CVE-2020-18699: 
Python vulnerability analysis and mitigation

Cross Site Scripting (XSS) vulnerability was discovered in Lin-CMS-Flask version 0.1.1, identified as CVE-2020-18699. The vulnerability was found in the 'Username' parameter within the component 'app/api/cms/user.py', allowing remote attackers to execute arbitrary code by entering malicious scripts (NVD). The vulnerability was initially published on August 16, 2021.

The vulnerability exists in the register() function of app/api/cms/user.py and get_logs() function of app/api/cms/log.py. When registering users, the application fails to properly sanitize user input in the username field, allowing for the execution of malicious scripts. The vulnerability has been assigned a CVSS v3.1 base score of 6.1 (Medium) with the vector string CVSS:3.1/AV:N/AC:L/PR:N/UI:R/S:C/C:L/I:L/A:N (NVD).

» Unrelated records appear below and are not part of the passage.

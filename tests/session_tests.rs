//! Integration tests for the login handshake.
//!
//! Each test stands up a `wiremock` server playing the delivery site (or a
//! bare TCP listener where a broken response is needed), so no real network
//! traffic is made.

use serde_json::json;
use wiremock::matchers::{body_partial_json, header, method, path};
use wiremock::{Mock, MockServer, ResponseTemplate};

use food_recommendation::config::{Credentials, Endpoints, HttpConfig};
use food_recommendation::session::{HttpSession, LoginProgress, SessionAuthenticator, CSRF_COOKIE};
use food_recommendation::Error;

fn endpoints_for(server: &MockServer) -> Endpoints {
    Endpoints {
        site_url: server.uri(),
        api_url: server.uri(),
        anthropic_url: server.uri(),
    }
}

fn test_session() -> HttpSession {
    let config = HttpConfig {
        timeout_secs: 5,
        ..HttpConfig::default()
    };
    HttpSession::new(&config).expect("failed to build test session")
}

fn credentials() -> Credentials {
    Credentials::new("user@example.com", "hunter2")
}

async fn mount_csrf(server: &MockServer, token: &str) {
    Mock::given(method("GET"))
        .and(path("/giris"))
        .respond_with(
            ResponseTemplate::new(200)
                .insert_header("set-cookie", "session=abc123; Path=/")
                .set_body_string("<html></html>"),
        )
        .mount(server)
        .await;

    Mock::given(method("GET"))
        .and(path("/api/auth/csrf"))
        .respond_with(ResponseTemplate::new(200).set_body_json(json!({ "csrfToken": token })))
        .mount(server)
        .await;
}

fn generic_error_body() -> serde_json::Value {
    json!({
        "errorDetails": [{ "errorMessage": "Beklenmeyen bir hata oluştu" }]
    })
}

#[tokio::test]
async fn authenticate_returns_tokens_and_cookies() {
    let server = MockServer::start().await;
    mount_csrf(&server, "csrf-1").await;

    Mock::given(method("POST"))
        .and(path("/api/auth/login"))
        .and(body_partial_json(json!({
            "csrfToken": "csrf-1",
            "username": "user@example.com",
            "password": "hunter2"
        })))
        .respond_with(ResponseTemplate::new(200).set_body_json(json!({ "access_token": "jwt-token" })))
        .expect(1)
        .mount(&server)
        .await;

    let session = test_session();
    let endpoints = endpoints_for(&server);
    let authenticator = SessionAuthenticator::new(&session, &endpoints, true);

    let tokens = authenticator
        .authenticate(&credentials())
        .await
        .expect("login should succeed");

    assert_eq!(tokens.csrf_token, "csrf-1");
    assert_eq!(tokens.access_token, "jwt-token");
    assert_eq!(tokens.cookies.get(CSRF_COOKIE).map(String::as_str), Some("csrf-1"));
}

#[tokio::test]
async fn missing_csrf_field_is_a_token_error() {
    let server = MockServer::start().await;

    Mock::given(method("GET"))
        .and(path("/giris"))
        .respond_with(ResponseTemplate::new(200))
        .mount(&server)
        .await;
    Mock::given(method("GET"))
        .and(path("/api/auth/csrf"))
        .respond_with(ResponseTemplate::new(200).set_body_json(json!({})))
        .mount(&server)
        .await;

    let session = test_session();
    let endpoints = endpoints_for(&server);
    let authenticator = SessionAuthenticator::new(&session, &endpoints, true);

    let err = authenticator.request_csrf_token().await.unwrap_err();
    assert!(matches!(err, Error::Token { .. }), "expected Token, got: {err:?}");
}

#[tokio::test]
async fn csrf_endpoint_failure_is_a_token_error() {
    let server = MockServer::start().await;

    Mock::given(method("GET"))
        .and(path("/giris"))
        .respond_with(ResponseTemplate::new(200))
        .mount(&server)
        .await;
    Mock::given(method("GET"))
        .and(path("/api/auth/csrf"))
        .respond_with(ResponseTemplate::new(503))
        .mount(&server)
        .await;

    let session = test_session();
    let endpoints = endpoints_for(&server);
    let authenticator = SessionAuthenticator::new(&session, &endpoints, true);

    let err = authenticator.request_csrf_token().await.unwrap_err();
    match err {
        Error::Token { reason } => assert!(reason.contains("503"), "reason: {reason}"),
        other => panic!("expected Token, got: {other:?}"),
    }
}

#[tokio::test]
async fn rejected_login_is_a_credential_error() {
    let server = MockServer::start().await;
    mount_csrf(&server, "csrf-2").await;

    Mock::given(method("POST"))
        .and(path("/api/auth/login"))
        .respond_with(
            ResponseTemplate::new(401)
                .set_body_json(json!({ "errorDetails": [{ "errorMessage": "Şifre hatalı" }] })),
        )
        .mount(&server)
        .await;

    let session = test_session();
    let endpoints = endpoints_for(&server);
    let authenticator = SessionAuthenticator::new(&session, &endpoints, true);

    let err = authenticator.authenticate(&credentials()).await.unwrap_err();
    match err {
        Error::Credential { status, reason } => {
            assert_eq!(status, Some(401));
            assert!(reason.contains("Şifre hatalı"));
        }
        other => panic!("expected Credential, got: {other:?}"),
    }
}

#[tokio::test]
async fn success_without_access_token_is_a_credential_error() {
    let server = MockServer::start().await;
    mount_csrf(&server, "csrf-3").await;

    Mock::given(method("POST"))
        .and(path("/api/auth/login"))
        .respond_with(ResponseTemplate::new(200).set_body_json(json!({ "user": "someone" })))
        .mount(&server)
        .await;

    let session = test_session();
    let endpoints = endpoints_for(&server);
    let authenticator = SessionAuthenticator::new(&session, &endpoints, true);

    let err = authenticator.authenticate(&credentials()).await.unwrap_err();
    assert!(matches!(err, Error::Credential { status: Some(200), .. }), "got: {err:?}");
}

#[tokio::test]
async fn generic_error_retries_alternate_endpoint_once() {
    let server = MockServer::start().await;
    mount_csrf(&server, "csrf-4").await;

    Mock::given(method("POST"))
        .and(path("/api/auth/login"))
        .respond_with(ResponseTemplate::new(403).set_body_json(generic_error_body()))
        .expect(1)
        .mount(&server)
        .await;
    Mock::given(method("POST"))
        .and(path("/api/auth/signin"))
        .and(header("content-type", "application/json"))
        .respond_with(ResponseTemplate::new(200).set_body_json(json!({ "access_token": "fallback-jwt" })))
        .expect(1)
        .mount(&server)
        .await;

    let session = test_session();
    let endpoints = endpoints_for(&server);
    let authenticator = SessionAuthenticator::new(&session, &endpoints, true);

    let tokens = authenticator
        .authenticate(&credentials())
        .await
        .expect("fallback login should succeed");
    assert_eq!(tokens.access_token, "fallback-jwt");
}

#[tokio::test]
async fn generic_error_without_fallback_is_a_credential_error() {
    let server = MockServer::start().await;
    mount_csrf(&server, "csrf-5").await;

    Mock::given(method("POST"))
        .and(path("/api/auth/login"))
        .respond_with(ResponseTemplate::new(403).set_body_json(generic_error_body()))
        .mount(&server)
        .await;
    Mock::given(method("POST"))
        .and(path("/api/auth/signin"))
        .respond_with(ResponseTemplate::new(200).set_body_json(json!({ "access_token": "unused" })))
        .expect(0)
        .mount(&server)
        .await;

    let session = test_session();
    let endpoints = endpoints_for(&server);
    let authenticator = SessionAuthenticator::new(&session, &endpoints, false);

    let err = authenticator.authenticate(&credentials()).await.unwrap_err();
    assert!(matches!(err, Error::Credential { status: Some(403), .. }), "got: {err:?}");
}

#[tokio::test]
async fn failed_fallback_is_a_credential_error() {
    let server = MockServer::start().await;
    mount_csrf(&server, "csrf-6").await;

    Mock::given(method("POST"))
        .and(path("/api/auth/login"))
        .respond_with(ResponseTemplate::new(403).set_body_json(generic_error_body()))
        .mount(&server)
        .await;
    Mock::given(method("POST"))
        .and(path("/api/auth/signin"))
        .respond_with(ResponseTemplate::new(403).set_body_json(generic_error_body()))
        .expect(1)
        .mount(&server)
        .await;

    let session = test_session();
    let endpoints = endpoints_for(&server);
    let authenticator = SessionAuthenticator::new(&session, &endpoints, true);

    let err = authenticator.authenticate(&credentials()).await.unwrap_err();
    assert!(matches!(err, Error::Credential { status: Some(403), .. }), "got: {err:?}");
}

/// Serve one login response whose body is cut short of its Content-Length
async fn truncated_login_server() -> String {
    use tokio::io::{AsyncReadExt, AsyncWriteExt};

    let listener = tokio::net::TcpListener::bind("127.0.0.1:0").await.unwrap();
    let addr = listener.local_addr().unwrap();

    tokio::spawn(async move {
        let (mut socket, _) = listener.accept().await.unwrap();
        let mut request = Vec::new();
        let mut buf = [0u8; 1024];
        // The JSON payload is the last thing the client sends
        while !request.ends_with(b"}") {
            let n = socket.read(&mut buf).await.unwrap();
            if n == 0 {
                break;
            }
            request.extend_from_slice(&buf[..n]);
        }
        socket
            .write_all(
                b"HTTP/1.1 200 OK\r\nContent-Type: application/json\r\nContent-Length: 100\r\n\r\n{\"access",
            )
            .await
            .unwrap();
        socket.shutdown().await.unwrap();
    });

    format!("http://{addr}")
}

#[tokio::test]
async fn unreadable_login_body_is_a_credential_error() {
    let site = truncated_login_server().await;
    let endpoints = Endpoints {
        site_url: site.clone(),
        api_url: site.clone(),
        anthropic_url: site,
    };
    let session = test_session();
    let authenticator = SessionAuthenticator::new(&session, &endpoints, true);

    let err = authenticator.login(&credentials(), "csrf").await.unwrap_err();
    match err {
        Error::Credential { status, reason } => {
            assert_eq!(status, Some(200));
            assert!(reason.contains("failed to read login response"), "reason: {reason}");
        }
        other => panic!("expected Credential, got: {other:?}"),
    }
}

#[derive(Default)]
struct CountingProgress {
    calls: std::sync::atomic::AtomicUsize,
}

#[async_trait::async_trait]
impl LoginProgress for CountingProgress {
    async fn csrf_obtained(&self) {
        self.calls.fetch_add(1, std::sync::atomic::Ordering::SeqCst);
    }
}

#[tokio::test]
async fn progress_reports_csrf_step_before_login_failure() {
    let server = MockServer::start().await;
    mount_csrf(&server, "csrf-7").await;

    Mock::given(method("POST"))
        .and(path("/api/auth/login"))
        .respond_with(ResponseTemplate::new(401).set_body_json(json!({ "error": "nope" })))
        .mount(&server)
        .await;

    let session = test_session();
    let endpoints = endpoints_for(&server);
    let authenticator = SessionAuthenticator::new(&session, &endpoints, true);
    let progress = CountingProgress::default();

    let err = authenticator
        .authenticate_with_progress(&credentials(), &progress)
        .await
        .unwrap_err();

    assert!(matches!(err, Error::Credential { .. }), "got: {err:?}");
    assert_eq!(progress.calls.load(std::sync::atomic::Ordering::SeqCst), 1);
    // Cookies from the failed attempt remain available for the diagnostic dump
    assert_eq!(
        session.cookies_for(&endpoints.site_url).get(CSRF_COOKIE).map(String::as_str),
        Some("csrf-7")
    );
}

When successfully exploited, the vulnerability allows attackers to execute arbitrary scripts in the context of other users' browsers. The XSS payload gets executed in the log when registering users, and the executed payload can be viewed by both the affected user and super users of the application (GitHub Issue).

Users should upgrade to a version newer than v0.1.1 if available. As a general security practice, implementing proper input validation and output encoding for user-supplied data, especially in user registration fields, is recommended (NVD).